## ASSIGNMENT
The response should be the lines of the data, starting at the first and ending at the one that contains "throughout the control", copied without change.

## TASK INPUTS
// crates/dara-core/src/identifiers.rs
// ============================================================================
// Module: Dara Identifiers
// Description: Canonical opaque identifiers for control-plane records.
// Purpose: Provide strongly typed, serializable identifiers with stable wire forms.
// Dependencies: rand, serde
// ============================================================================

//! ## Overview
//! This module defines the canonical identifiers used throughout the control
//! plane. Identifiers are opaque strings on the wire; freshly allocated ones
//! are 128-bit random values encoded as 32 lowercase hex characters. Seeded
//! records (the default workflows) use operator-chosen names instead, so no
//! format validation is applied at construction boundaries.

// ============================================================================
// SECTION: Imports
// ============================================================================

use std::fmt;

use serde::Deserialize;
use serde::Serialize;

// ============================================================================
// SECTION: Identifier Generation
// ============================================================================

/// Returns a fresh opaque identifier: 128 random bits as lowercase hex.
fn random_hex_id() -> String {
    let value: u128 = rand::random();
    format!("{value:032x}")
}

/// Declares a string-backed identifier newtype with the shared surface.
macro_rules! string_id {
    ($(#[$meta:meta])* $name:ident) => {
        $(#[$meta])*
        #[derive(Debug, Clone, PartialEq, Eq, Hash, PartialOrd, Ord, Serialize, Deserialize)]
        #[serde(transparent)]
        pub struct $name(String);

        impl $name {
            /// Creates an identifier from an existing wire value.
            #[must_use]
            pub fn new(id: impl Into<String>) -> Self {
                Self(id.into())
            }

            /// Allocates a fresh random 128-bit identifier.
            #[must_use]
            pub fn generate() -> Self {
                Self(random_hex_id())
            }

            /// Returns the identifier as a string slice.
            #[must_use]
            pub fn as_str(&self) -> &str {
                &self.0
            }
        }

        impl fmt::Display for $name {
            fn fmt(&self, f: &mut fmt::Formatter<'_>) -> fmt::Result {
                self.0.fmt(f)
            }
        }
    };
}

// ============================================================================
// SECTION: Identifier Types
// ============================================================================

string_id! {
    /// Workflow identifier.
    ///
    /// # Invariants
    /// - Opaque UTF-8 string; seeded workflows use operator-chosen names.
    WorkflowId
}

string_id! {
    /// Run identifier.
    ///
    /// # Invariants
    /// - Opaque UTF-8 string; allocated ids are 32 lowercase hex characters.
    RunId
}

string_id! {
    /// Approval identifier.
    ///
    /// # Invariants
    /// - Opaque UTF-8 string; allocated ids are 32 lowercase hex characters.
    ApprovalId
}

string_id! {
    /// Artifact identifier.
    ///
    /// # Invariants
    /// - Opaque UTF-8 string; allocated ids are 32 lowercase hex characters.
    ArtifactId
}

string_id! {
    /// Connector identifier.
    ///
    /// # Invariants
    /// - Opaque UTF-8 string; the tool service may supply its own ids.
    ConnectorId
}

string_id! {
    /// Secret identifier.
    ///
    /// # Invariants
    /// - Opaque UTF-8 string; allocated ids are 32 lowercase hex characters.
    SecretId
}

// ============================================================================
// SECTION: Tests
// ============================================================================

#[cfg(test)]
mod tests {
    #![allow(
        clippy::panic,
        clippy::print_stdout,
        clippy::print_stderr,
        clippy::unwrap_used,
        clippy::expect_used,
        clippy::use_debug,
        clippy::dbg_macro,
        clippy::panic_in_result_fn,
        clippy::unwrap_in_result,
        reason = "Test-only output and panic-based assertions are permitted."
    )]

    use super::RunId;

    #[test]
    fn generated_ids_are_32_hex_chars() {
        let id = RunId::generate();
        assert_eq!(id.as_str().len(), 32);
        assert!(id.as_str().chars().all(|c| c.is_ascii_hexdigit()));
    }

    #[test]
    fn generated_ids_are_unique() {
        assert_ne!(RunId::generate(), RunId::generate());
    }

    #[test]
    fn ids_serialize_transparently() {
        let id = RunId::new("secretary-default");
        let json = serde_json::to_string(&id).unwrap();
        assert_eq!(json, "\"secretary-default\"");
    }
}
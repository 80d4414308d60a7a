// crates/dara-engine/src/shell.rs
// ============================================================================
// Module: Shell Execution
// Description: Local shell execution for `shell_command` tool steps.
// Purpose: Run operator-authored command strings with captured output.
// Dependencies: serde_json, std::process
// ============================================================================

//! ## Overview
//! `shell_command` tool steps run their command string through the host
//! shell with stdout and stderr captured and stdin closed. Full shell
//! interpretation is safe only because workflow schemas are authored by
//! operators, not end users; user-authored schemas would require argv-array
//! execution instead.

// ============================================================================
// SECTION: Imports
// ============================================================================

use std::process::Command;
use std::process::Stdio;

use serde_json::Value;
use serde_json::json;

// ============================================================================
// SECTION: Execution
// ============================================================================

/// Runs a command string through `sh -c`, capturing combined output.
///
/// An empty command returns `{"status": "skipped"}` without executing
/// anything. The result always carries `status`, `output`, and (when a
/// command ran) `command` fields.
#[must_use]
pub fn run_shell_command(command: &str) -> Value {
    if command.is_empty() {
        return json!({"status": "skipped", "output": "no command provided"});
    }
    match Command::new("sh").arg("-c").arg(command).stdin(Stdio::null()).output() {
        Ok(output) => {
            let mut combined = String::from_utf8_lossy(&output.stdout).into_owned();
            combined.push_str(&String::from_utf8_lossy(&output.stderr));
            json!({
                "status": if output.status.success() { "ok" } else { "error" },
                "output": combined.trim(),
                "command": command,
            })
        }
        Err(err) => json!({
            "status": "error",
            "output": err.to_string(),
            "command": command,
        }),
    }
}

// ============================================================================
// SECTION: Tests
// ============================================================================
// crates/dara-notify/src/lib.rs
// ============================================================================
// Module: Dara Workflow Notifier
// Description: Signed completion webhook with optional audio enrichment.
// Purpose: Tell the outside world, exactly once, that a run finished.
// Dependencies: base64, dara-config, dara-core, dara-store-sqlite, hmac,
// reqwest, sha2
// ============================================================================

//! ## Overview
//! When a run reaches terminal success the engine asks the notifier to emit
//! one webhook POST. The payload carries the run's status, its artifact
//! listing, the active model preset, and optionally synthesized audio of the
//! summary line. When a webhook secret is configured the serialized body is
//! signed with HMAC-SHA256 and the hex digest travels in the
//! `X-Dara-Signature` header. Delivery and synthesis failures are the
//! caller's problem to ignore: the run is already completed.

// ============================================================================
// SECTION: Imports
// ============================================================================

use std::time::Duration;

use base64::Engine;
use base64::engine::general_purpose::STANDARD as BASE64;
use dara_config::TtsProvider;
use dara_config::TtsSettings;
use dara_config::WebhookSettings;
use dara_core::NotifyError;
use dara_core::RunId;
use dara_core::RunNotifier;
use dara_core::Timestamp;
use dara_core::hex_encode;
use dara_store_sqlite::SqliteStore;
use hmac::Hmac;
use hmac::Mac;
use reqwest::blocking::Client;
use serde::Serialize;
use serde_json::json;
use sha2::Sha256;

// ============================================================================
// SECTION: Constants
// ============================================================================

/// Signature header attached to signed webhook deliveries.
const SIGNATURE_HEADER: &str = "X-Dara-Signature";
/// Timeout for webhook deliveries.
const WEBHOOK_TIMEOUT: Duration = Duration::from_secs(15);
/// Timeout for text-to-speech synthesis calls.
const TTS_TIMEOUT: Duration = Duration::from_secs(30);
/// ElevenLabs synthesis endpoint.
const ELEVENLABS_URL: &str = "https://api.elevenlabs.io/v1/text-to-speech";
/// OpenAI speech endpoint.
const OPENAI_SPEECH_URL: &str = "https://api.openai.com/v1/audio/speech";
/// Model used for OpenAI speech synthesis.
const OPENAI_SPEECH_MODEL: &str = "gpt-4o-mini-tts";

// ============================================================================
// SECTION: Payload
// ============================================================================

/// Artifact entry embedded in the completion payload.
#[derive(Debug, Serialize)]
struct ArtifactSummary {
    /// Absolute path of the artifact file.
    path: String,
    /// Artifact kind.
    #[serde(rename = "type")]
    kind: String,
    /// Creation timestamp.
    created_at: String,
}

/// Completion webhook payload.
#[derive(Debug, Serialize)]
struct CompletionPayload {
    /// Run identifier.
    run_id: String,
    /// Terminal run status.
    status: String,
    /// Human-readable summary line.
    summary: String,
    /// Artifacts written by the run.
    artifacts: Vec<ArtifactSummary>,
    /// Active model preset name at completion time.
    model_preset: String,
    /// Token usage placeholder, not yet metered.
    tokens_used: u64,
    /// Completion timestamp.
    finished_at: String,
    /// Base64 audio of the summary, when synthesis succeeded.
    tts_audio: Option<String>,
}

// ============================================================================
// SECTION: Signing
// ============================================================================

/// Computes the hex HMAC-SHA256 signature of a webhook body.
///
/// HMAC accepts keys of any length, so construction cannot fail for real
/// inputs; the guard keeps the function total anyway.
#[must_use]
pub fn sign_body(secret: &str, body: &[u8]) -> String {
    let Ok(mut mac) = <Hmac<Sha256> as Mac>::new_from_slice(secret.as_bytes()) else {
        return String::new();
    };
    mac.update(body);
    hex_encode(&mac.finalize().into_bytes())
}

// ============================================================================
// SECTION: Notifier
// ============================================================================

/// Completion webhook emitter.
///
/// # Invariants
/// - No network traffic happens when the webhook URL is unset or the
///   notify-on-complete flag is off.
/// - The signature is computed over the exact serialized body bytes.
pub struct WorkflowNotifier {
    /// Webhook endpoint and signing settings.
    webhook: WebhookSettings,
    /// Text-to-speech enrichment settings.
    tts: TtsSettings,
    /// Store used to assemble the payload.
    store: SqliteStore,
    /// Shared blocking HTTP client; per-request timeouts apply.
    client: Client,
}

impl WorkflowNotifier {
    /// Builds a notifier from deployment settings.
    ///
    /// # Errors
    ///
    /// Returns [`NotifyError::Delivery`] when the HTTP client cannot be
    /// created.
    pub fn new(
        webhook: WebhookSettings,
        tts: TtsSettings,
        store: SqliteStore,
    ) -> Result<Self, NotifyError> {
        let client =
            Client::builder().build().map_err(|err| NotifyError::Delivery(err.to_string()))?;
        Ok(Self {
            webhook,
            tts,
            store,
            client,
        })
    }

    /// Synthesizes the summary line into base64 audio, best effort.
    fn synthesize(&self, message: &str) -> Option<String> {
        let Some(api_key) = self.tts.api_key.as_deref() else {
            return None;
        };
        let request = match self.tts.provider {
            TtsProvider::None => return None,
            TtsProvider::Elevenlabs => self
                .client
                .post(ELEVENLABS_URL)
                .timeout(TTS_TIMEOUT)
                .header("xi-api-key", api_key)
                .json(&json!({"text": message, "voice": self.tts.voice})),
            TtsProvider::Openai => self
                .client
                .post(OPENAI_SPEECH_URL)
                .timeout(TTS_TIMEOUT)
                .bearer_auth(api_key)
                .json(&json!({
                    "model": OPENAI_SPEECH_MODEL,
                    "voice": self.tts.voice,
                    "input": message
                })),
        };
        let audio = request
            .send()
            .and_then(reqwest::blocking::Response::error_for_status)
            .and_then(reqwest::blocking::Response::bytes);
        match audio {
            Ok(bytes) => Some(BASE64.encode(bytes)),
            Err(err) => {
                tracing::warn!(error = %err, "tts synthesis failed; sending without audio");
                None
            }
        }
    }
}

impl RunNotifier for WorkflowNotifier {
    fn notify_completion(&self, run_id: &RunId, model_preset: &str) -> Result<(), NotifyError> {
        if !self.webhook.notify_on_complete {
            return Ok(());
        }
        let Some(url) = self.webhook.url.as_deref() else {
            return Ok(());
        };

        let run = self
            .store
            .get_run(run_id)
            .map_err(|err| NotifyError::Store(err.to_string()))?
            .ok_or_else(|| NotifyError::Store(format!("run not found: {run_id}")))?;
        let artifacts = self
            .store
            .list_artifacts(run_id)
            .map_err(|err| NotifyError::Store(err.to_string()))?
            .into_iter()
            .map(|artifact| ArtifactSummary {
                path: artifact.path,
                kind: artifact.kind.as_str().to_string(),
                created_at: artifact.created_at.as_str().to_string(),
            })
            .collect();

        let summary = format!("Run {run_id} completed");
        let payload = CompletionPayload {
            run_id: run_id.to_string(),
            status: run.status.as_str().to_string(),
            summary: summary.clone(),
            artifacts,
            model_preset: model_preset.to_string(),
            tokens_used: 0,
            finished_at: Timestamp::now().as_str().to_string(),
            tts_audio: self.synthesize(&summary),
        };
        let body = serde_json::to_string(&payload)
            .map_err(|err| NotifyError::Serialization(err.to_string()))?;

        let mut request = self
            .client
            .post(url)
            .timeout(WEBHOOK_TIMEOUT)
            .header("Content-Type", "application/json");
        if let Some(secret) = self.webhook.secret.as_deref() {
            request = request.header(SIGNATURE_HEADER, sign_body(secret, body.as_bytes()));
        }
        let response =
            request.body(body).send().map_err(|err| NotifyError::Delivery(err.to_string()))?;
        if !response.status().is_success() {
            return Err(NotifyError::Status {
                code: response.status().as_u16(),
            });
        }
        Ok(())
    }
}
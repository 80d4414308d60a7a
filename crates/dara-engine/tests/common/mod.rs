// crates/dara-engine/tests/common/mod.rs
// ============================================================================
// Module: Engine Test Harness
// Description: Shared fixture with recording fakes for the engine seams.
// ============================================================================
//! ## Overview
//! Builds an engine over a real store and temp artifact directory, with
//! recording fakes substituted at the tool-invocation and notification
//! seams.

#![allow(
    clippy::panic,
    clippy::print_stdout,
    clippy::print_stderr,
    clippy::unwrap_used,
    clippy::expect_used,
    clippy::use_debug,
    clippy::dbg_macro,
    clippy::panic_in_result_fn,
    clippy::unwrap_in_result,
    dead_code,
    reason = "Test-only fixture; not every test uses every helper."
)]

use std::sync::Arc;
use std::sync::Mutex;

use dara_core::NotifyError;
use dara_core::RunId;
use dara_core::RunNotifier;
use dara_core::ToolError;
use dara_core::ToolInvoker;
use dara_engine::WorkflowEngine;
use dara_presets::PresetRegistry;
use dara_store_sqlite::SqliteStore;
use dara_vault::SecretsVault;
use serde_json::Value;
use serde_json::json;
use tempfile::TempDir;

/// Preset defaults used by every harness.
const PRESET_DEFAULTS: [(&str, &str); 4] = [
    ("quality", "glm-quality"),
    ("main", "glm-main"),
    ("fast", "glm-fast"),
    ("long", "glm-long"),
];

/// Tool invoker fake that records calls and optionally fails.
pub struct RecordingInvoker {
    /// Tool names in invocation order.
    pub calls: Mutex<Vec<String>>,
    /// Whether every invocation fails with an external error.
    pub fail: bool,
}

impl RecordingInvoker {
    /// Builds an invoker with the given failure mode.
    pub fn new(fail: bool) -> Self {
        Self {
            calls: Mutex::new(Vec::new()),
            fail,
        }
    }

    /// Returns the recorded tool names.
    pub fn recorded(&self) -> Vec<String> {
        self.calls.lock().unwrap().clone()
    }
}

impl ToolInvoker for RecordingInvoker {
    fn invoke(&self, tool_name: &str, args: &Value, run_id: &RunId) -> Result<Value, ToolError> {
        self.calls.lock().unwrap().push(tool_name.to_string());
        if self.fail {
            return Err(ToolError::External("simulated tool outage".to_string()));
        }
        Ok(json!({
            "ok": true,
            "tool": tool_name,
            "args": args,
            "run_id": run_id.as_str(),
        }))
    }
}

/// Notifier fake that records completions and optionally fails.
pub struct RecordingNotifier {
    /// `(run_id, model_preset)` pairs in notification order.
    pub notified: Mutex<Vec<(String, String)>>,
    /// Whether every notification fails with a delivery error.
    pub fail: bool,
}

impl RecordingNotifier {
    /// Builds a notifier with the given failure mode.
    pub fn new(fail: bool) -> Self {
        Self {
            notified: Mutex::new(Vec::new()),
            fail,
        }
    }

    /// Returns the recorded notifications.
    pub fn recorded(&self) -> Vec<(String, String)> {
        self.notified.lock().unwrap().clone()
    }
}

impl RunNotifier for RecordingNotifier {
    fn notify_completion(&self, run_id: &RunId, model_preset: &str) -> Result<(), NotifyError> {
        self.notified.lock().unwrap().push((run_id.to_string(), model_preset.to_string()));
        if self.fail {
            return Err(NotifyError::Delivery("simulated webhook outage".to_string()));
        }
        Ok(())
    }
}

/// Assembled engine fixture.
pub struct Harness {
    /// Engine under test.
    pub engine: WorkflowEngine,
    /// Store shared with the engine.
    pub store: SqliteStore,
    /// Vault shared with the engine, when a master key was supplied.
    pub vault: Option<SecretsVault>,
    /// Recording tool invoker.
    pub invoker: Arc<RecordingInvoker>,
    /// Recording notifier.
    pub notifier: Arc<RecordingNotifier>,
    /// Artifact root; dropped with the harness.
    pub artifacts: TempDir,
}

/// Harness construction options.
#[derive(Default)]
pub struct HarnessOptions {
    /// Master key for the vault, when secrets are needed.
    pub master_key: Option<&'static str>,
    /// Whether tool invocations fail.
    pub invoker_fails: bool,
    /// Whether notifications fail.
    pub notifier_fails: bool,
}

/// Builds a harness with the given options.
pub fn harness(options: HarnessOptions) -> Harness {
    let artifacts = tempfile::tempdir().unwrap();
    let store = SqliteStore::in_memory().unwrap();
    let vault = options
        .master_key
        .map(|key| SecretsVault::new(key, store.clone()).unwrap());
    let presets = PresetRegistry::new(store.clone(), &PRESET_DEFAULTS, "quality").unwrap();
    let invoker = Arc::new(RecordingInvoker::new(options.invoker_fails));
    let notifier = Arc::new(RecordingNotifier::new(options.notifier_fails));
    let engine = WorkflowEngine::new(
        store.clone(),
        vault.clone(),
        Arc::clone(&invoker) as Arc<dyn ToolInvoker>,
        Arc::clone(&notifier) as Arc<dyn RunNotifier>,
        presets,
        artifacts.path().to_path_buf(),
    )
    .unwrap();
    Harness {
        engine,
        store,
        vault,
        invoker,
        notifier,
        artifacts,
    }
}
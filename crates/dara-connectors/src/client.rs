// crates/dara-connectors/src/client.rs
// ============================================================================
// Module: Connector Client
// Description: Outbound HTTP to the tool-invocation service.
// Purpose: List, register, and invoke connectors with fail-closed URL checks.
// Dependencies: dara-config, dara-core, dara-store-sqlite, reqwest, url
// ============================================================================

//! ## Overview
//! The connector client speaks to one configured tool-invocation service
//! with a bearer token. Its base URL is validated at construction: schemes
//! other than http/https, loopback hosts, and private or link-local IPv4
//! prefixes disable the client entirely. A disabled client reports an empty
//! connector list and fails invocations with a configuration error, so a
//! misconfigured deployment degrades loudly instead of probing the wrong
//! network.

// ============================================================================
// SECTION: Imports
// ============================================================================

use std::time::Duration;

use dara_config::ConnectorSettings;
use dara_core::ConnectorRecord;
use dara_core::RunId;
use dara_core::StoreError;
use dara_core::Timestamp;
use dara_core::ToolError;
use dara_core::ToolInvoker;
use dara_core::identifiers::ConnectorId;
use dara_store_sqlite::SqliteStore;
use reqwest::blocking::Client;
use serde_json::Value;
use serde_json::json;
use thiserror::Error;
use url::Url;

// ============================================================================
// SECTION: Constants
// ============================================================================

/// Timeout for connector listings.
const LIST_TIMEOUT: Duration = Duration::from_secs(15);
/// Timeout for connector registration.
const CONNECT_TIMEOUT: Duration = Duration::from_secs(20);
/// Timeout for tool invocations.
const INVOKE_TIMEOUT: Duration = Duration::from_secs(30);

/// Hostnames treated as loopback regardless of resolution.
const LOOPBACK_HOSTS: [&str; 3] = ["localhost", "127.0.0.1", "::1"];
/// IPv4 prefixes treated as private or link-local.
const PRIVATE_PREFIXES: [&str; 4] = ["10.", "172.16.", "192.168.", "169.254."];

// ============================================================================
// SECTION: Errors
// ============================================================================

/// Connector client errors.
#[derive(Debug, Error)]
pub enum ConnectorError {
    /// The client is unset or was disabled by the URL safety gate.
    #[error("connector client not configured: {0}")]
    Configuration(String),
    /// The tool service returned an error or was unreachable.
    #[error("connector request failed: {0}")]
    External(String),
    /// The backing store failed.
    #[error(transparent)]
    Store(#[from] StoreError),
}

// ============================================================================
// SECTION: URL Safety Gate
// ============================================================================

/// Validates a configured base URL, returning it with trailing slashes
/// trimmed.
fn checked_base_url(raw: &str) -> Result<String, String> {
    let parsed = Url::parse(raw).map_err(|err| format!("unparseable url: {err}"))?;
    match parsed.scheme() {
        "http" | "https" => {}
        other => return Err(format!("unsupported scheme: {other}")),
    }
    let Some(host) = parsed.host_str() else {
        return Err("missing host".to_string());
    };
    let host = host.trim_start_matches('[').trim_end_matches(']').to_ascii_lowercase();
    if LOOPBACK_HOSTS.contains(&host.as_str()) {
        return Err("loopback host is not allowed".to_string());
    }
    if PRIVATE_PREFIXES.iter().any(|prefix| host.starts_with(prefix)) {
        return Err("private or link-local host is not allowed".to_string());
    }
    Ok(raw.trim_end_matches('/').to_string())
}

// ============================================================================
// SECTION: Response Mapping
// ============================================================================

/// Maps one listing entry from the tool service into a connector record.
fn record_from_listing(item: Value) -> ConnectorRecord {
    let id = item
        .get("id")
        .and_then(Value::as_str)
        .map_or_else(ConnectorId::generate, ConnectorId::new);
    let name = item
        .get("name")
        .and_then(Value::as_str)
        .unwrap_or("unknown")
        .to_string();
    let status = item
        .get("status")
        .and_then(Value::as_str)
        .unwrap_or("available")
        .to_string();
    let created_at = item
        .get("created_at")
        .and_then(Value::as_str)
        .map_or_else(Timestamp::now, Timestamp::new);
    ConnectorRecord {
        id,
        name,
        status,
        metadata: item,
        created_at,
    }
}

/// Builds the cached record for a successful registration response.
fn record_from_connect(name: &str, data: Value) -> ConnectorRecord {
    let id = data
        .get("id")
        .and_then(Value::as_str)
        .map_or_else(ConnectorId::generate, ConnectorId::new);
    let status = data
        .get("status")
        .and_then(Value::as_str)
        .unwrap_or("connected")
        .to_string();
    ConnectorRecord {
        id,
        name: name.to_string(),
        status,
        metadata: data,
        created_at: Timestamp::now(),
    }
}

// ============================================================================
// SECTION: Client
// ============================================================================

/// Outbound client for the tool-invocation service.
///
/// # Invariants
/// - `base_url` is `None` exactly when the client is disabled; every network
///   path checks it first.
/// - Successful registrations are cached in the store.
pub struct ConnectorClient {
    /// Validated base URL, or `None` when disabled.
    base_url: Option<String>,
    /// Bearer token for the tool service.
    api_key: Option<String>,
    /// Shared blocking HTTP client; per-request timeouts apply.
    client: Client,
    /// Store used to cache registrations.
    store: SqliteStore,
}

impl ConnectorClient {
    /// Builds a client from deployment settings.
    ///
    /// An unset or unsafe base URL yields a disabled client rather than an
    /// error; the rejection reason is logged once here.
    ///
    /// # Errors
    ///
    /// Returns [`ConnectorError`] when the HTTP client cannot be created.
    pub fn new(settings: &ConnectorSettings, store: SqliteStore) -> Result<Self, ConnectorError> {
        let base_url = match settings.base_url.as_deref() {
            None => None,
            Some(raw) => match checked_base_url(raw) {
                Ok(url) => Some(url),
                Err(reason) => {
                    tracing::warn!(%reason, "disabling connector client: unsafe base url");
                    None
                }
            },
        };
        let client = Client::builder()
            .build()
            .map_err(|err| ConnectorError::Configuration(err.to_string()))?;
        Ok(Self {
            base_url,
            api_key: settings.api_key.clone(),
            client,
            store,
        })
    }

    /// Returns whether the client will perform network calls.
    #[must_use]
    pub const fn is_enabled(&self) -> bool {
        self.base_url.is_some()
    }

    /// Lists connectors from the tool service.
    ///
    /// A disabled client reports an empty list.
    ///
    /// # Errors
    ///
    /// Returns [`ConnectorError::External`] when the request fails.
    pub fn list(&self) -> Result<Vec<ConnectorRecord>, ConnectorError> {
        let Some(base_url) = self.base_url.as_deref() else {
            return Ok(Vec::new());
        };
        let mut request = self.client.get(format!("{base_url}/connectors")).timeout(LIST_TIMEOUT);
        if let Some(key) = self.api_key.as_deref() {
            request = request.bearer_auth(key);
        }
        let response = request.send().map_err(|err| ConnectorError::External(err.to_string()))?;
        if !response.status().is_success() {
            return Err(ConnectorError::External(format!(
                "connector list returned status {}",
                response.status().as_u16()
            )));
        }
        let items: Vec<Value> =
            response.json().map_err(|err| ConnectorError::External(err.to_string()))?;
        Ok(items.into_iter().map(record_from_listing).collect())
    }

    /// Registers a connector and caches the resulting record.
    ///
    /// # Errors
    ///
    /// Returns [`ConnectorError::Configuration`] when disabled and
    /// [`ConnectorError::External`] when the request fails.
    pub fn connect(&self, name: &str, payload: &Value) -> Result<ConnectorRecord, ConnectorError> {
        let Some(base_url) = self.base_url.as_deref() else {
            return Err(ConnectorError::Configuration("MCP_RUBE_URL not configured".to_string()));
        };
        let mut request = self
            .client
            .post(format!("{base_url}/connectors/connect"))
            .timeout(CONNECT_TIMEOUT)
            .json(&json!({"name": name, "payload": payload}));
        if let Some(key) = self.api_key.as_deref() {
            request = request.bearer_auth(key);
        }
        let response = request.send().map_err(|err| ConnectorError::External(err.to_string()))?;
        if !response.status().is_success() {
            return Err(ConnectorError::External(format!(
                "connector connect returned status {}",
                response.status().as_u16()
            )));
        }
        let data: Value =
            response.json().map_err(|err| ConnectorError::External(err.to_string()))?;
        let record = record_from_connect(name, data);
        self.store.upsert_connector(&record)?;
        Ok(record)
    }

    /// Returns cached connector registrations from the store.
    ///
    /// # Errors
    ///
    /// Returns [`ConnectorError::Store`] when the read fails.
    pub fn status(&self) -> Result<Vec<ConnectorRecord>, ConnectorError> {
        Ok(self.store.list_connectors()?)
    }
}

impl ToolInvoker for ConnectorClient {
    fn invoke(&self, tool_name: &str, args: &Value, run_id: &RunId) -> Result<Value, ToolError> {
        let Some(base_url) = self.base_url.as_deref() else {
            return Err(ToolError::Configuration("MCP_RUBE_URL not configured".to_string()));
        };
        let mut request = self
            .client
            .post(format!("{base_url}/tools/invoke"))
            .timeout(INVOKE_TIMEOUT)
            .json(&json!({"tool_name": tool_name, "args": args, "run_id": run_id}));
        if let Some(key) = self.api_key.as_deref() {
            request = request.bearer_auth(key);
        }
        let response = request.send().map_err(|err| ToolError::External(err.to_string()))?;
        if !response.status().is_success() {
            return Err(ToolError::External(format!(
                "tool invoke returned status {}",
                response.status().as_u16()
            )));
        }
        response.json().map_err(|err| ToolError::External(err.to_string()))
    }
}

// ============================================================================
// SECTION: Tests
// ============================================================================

## TASK SOLUTION
// crates/dara-core/src/identifiers.rs
// ============================================================================
// Module: Dara Identifiers
// Description: Canonical opaque identifiers for control-plane records.
// Purpose: Provide strongly typed, serializable identifiers with stable wire forms.
// Dependencies: rand, serde
// ============================================================================

//! ## Overview
//! This module defines the canonical identifiers used throughout the control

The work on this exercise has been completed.